Where the records below show a line containing "filename src/render/mod.rs", start copying; end with the line containing "use crate::error::Result;", and copy it too.

━━━ Supplied material

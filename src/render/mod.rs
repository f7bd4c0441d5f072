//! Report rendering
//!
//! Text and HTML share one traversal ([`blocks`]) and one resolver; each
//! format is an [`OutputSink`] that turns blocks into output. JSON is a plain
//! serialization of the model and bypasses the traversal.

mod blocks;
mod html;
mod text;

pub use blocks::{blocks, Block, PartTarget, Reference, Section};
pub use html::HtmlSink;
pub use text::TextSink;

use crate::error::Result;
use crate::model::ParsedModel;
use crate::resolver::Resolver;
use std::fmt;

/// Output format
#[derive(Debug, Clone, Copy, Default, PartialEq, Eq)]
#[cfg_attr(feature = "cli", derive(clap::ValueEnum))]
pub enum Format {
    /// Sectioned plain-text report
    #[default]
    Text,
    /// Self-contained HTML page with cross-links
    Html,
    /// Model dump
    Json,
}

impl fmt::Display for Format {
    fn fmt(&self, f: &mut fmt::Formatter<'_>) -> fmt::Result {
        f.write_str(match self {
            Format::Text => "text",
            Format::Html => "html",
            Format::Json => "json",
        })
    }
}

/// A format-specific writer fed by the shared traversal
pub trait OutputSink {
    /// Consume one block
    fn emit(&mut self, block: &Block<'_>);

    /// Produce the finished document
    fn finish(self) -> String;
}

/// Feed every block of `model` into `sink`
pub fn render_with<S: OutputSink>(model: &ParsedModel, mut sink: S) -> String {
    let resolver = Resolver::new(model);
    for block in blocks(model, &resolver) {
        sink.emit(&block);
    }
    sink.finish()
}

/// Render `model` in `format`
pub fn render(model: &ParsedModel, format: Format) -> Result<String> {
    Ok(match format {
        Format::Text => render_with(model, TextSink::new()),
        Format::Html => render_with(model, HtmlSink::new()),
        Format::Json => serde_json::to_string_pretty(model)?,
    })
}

━━━━━━
━━━ Supplied material

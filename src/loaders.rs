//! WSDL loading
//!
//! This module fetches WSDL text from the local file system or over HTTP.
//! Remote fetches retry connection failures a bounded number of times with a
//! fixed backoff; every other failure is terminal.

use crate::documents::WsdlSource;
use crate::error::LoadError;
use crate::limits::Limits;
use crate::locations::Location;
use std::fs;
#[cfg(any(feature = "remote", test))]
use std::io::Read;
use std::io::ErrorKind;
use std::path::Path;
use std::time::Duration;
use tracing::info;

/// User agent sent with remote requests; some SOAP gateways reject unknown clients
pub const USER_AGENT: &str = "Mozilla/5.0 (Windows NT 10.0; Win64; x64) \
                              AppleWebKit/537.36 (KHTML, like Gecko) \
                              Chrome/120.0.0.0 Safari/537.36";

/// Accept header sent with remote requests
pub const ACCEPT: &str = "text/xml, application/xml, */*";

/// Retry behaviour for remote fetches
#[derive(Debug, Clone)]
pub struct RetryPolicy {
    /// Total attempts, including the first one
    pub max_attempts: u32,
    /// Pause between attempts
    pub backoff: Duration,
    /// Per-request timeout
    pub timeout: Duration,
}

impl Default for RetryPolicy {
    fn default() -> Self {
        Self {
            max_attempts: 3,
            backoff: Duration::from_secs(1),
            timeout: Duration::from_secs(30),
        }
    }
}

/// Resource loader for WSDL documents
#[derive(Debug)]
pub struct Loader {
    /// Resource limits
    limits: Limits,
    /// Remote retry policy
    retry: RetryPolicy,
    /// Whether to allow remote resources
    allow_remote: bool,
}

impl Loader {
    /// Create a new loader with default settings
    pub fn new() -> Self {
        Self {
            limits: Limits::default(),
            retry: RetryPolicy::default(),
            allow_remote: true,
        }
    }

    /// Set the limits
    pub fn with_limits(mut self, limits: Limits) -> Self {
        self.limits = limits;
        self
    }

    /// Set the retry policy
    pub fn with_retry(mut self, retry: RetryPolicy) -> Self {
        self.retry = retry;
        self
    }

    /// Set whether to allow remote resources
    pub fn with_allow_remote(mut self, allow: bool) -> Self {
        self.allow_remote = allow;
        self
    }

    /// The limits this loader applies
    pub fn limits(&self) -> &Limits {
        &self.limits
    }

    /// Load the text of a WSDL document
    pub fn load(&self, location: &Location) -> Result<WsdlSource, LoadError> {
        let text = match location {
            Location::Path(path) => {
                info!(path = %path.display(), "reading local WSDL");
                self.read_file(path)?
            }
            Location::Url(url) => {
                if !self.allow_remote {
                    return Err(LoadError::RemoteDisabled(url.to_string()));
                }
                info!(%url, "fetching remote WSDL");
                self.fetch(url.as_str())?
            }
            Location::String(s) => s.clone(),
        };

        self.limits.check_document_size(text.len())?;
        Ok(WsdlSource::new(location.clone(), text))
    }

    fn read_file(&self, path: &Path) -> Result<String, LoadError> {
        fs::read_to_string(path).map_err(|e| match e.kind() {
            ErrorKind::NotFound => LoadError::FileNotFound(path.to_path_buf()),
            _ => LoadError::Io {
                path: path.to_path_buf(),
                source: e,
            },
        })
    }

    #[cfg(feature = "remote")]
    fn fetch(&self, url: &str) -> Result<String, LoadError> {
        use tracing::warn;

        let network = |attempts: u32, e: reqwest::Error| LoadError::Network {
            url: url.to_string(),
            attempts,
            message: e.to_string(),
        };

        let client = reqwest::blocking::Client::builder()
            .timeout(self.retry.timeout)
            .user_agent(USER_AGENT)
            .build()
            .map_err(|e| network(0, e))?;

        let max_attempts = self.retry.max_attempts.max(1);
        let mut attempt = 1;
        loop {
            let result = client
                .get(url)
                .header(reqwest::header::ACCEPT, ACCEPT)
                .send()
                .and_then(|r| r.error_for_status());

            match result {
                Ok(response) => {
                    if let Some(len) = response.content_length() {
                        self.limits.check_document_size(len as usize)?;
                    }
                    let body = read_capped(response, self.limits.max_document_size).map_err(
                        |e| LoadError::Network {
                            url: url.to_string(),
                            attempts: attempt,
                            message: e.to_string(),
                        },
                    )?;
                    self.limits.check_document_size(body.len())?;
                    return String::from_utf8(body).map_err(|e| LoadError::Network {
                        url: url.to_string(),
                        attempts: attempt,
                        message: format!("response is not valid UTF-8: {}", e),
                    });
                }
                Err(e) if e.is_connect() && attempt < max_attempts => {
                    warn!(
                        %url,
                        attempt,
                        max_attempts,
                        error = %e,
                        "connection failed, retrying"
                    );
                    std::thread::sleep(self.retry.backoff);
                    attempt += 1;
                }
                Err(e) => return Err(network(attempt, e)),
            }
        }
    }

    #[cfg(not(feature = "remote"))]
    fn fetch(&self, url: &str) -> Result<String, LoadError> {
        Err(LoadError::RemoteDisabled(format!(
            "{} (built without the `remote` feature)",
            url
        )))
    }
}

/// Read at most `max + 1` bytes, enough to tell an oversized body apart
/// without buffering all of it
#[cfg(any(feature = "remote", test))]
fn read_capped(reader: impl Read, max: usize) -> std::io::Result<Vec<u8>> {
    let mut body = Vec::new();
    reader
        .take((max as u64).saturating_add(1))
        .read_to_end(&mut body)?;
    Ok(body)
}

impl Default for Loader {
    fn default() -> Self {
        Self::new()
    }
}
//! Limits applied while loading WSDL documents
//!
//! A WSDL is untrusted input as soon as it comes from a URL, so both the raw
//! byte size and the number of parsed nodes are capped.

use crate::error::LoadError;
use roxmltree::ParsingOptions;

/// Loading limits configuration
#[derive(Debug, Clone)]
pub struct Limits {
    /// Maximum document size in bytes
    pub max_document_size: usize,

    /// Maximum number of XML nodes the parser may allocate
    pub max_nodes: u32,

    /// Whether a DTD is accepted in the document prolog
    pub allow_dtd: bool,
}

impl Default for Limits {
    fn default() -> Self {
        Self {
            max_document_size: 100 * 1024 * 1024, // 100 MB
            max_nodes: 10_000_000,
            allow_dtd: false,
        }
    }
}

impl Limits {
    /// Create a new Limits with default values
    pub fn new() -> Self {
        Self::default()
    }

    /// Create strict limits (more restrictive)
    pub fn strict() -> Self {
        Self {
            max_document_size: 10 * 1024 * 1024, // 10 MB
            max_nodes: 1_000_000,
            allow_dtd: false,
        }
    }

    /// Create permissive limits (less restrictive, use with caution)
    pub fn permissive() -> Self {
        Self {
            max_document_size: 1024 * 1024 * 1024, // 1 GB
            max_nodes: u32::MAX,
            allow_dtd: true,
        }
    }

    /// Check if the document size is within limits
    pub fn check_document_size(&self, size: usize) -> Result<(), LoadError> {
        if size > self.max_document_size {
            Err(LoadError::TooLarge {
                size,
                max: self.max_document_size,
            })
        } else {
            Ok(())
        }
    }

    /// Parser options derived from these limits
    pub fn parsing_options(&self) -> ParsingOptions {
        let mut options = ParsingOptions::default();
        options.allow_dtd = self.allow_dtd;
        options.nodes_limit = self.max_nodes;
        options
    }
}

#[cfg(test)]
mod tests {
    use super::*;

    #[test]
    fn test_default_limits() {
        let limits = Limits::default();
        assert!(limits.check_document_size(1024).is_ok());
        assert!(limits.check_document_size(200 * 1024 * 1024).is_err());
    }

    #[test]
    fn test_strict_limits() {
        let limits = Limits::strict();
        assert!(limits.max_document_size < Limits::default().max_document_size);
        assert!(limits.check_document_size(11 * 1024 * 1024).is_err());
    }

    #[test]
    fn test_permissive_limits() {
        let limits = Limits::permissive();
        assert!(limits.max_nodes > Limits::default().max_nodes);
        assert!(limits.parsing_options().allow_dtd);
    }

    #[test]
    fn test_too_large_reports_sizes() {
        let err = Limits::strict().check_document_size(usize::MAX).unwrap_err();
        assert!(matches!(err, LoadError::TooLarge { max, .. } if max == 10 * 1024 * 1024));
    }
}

━━━━━━
━━━ Supplied material

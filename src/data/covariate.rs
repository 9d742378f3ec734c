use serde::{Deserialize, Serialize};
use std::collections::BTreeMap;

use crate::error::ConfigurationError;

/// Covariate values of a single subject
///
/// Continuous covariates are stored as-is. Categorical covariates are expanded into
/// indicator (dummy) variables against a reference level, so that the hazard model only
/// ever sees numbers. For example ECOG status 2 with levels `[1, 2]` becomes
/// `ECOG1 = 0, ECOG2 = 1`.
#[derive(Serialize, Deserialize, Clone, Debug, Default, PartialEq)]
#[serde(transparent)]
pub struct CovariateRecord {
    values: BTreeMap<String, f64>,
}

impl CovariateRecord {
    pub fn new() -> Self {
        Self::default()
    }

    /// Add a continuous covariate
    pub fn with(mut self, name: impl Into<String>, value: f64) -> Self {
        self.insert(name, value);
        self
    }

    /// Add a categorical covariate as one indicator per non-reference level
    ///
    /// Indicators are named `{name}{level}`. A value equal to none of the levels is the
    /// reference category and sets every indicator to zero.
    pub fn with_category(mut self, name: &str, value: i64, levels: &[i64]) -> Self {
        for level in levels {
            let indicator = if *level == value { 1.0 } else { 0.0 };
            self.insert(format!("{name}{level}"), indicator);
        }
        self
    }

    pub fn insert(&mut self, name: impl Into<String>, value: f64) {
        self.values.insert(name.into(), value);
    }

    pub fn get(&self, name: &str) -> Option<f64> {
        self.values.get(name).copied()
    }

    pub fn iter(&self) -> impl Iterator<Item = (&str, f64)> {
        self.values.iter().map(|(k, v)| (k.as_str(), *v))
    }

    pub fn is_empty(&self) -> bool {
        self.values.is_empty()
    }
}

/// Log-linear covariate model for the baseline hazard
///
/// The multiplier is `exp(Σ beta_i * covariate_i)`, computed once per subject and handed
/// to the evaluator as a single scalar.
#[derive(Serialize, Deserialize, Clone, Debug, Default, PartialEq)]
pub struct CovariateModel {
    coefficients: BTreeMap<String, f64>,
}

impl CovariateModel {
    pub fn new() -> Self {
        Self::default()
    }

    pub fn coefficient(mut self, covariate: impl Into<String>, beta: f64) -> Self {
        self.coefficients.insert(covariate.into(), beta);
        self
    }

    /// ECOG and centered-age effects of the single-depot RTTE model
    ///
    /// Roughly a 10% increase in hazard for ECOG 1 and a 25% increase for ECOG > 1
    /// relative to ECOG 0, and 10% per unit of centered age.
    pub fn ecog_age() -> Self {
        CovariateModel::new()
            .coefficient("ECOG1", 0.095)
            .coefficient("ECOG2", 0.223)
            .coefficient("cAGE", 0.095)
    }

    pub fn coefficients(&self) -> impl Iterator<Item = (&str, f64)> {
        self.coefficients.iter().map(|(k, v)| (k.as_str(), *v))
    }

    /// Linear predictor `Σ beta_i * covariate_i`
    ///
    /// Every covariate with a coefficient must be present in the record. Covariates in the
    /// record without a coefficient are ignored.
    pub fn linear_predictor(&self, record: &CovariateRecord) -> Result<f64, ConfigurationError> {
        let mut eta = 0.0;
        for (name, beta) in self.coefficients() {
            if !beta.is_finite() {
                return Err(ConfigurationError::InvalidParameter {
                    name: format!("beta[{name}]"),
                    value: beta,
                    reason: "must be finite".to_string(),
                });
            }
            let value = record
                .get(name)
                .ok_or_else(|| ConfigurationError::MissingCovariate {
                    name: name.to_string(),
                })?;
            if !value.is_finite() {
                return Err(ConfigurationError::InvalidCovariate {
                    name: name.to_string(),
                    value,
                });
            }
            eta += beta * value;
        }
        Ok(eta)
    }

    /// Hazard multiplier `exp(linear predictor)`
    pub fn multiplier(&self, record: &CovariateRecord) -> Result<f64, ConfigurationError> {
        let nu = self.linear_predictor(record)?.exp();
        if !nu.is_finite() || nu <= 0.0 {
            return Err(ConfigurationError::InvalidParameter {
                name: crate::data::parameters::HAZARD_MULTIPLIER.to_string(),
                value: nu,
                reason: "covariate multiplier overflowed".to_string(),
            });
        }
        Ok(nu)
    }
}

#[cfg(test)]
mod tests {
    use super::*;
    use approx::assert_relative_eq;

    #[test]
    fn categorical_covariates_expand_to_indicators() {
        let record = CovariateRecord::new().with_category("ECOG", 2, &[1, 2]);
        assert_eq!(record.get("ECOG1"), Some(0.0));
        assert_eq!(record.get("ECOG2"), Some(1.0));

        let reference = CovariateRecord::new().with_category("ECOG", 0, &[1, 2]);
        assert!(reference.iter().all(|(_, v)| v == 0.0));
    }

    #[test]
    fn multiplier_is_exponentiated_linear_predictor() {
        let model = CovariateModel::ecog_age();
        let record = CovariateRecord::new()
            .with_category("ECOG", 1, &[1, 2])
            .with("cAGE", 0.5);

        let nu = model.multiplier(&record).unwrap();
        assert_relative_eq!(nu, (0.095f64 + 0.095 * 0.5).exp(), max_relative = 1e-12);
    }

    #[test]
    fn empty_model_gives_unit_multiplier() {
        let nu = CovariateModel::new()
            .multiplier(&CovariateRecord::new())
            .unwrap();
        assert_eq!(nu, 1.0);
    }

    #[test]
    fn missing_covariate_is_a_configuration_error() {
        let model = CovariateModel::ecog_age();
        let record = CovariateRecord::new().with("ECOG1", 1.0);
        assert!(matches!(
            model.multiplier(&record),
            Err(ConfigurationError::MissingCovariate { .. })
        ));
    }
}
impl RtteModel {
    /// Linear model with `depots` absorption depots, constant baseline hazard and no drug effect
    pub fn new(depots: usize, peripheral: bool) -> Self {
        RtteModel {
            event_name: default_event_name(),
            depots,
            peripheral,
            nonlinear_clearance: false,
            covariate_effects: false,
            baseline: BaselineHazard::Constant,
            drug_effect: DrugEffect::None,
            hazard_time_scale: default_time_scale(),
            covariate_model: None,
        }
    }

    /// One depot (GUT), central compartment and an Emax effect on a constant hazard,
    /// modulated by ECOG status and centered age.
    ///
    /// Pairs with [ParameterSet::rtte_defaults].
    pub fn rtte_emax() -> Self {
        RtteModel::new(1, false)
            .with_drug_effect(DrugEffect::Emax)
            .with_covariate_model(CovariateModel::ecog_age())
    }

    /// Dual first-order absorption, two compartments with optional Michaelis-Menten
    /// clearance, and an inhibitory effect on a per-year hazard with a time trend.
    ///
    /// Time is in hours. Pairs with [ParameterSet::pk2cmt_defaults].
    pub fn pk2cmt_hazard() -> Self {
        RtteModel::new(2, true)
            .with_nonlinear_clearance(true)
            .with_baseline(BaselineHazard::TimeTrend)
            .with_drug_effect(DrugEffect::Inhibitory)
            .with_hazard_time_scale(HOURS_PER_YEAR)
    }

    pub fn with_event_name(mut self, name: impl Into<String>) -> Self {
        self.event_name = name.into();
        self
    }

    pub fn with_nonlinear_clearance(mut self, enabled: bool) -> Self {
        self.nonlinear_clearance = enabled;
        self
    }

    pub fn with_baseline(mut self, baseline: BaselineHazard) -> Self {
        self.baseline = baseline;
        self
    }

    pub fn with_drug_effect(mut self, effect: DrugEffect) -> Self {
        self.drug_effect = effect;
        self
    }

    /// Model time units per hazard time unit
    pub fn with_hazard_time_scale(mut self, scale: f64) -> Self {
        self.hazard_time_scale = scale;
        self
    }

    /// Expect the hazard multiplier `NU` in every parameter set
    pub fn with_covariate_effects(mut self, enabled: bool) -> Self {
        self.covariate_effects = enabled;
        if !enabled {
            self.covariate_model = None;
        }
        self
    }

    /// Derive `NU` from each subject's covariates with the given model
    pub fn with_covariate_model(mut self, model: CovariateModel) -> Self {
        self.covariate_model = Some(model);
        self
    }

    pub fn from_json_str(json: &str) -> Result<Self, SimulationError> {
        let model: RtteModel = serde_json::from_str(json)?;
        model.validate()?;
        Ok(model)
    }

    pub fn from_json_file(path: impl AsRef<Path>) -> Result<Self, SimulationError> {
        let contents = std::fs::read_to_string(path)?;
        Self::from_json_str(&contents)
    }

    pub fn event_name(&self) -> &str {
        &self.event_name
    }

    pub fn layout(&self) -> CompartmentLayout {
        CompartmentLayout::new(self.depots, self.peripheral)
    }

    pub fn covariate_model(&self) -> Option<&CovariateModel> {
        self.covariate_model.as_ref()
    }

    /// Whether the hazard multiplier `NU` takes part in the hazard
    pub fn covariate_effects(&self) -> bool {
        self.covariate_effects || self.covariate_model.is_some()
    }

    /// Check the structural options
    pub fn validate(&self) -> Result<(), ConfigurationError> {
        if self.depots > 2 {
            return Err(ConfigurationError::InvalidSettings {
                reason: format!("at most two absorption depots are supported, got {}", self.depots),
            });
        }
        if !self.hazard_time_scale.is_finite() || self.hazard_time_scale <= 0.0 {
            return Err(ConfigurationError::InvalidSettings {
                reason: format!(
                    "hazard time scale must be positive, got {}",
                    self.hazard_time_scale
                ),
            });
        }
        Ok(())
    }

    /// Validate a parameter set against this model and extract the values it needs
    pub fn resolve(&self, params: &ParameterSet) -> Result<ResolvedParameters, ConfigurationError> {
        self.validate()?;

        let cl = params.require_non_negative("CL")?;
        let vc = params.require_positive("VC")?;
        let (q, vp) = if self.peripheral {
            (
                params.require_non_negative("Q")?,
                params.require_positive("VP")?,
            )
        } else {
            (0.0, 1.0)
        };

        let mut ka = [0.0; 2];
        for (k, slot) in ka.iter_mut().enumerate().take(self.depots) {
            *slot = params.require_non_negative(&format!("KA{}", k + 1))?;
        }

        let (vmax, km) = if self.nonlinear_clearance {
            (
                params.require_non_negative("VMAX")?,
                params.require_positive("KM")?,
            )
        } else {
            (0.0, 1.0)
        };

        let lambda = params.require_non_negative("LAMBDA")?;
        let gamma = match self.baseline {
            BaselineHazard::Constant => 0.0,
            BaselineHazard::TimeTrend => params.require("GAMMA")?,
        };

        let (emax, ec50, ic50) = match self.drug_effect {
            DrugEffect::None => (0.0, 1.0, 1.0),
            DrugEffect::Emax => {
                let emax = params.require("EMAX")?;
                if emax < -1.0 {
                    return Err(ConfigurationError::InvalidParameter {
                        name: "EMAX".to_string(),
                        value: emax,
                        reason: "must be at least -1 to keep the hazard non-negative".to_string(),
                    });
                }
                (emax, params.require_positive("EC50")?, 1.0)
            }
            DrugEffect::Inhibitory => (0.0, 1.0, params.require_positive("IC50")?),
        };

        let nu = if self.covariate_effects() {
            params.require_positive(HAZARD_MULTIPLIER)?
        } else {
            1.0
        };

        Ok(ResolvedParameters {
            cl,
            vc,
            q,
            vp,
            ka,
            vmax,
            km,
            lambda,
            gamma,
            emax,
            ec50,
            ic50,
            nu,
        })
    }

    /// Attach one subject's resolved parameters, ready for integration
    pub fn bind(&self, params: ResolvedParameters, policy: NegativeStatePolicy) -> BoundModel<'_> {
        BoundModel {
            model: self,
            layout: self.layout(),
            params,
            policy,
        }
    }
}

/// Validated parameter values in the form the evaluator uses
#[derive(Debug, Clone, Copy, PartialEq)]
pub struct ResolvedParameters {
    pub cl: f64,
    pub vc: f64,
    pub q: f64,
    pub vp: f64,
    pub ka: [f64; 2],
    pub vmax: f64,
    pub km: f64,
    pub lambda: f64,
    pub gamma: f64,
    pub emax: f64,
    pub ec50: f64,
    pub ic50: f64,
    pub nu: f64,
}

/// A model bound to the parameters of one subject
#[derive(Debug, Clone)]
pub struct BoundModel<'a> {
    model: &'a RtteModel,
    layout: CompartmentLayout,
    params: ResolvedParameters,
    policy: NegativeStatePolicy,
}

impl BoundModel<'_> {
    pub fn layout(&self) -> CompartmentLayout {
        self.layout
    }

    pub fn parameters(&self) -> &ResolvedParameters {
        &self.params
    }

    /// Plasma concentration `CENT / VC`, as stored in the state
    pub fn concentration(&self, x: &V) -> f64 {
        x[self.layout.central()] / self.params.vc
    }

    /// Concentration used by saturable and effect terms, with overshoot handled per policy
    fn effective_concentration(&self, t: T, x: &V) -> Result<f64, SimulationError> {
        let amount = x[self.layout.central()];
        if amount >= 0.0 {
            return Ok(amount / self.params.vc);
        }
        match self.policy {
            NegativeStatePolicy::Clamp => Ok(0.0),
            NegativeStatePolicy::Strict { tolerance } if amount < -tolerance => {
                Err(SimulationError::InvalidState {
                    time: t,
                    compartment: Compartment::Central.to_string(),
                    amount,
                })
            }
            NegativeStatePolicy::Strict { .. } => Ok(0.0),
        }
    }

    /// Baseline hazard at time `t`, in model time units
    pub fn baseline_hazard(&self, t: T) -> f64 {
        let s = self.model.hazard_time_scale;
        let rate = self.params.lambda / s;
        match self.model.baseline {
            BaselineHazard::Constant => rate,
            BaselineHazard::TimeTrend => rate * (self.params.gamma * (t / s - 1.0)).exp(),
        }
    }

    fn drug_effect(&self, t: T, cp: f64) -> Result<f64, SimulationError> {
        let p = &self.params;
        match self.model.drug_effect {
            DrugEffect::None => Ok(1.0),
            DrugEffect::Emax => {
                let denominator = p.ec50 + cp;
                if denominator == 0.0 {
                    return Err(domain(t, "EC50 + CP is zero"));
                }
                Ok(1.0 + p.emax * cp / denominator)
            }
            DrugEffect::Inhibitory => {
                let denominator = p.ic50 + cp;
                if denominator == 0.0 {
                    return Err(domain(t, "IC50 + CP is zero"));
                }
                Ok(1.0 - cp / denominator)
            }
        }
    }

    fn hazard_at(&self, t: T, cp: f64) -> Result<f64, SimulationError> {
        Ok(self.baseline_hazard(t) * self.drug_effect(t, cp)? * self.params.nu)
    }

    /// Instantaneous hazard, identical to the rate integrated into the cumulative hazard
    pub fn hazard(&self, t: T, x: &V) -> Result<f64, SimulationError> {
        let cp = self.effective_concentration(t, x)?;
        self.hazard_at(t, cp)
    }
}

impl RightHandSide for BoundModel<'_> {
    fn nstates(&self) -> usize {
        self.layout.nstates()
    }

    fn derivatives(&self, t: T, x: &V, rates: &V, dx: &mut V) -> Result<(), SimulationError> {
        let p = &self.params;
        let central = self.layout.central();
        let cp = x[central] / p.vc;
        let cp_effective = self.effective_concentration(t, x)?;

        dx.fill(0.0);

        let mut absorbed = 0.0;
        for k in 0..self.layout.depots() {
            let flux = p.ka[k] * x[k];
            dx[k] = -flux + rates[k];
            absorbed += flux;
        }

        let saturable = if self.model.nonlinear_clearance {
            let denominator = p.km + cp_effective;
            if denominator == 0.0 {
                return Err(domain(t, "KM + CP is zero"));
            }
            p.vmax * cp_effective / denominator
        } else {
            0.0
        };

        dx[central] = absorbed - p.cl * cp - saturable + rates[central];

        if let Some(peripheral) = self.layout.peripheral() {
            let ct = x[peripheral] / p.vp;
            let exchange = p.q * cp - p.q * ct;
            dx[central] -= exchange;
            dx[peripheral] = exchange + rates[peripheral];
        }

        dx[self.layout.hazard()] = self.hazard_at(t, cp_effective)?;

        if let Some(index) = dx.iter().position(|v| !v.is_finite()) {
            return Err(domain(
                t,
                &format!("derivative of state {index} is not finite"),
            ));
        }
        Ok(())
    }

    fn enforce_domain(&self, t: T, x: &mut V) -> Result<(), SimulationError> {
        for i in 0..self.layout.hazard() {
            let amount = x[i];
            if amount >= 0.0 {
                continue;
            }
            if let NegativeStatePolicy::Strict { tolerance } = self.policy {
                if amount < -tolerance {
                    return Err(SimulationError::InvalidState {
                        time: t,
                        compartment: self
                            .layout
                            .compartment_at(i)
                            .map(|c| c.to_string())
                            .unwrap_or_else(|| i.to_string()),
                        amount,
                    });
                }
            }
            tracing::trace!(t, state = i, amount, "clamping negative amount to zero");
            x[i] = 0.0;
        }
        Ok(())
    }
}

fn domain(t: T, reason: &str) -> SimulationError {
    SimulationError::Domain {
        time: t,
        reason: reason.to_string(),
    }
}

━━━━━━

**The answer:**
filename src/render/mod.rs
repository f7bd4c0441d5f072
//! Report rendering
//!
//! Text and HTML share one traversal ([`blocks`]) and one resolver; each
//! format is an [`OutputSink`] that turns blocks into output. JSON is a plain
//! serialization of the model and bypasses the traversal.

mod blocks;
mod html;
mod text;

pub use blocks::{blocks, Block, PartTarget, Reference, Section};
pub use html::HtmlSink;
pub use text::TextSink;

use crate::error::Result;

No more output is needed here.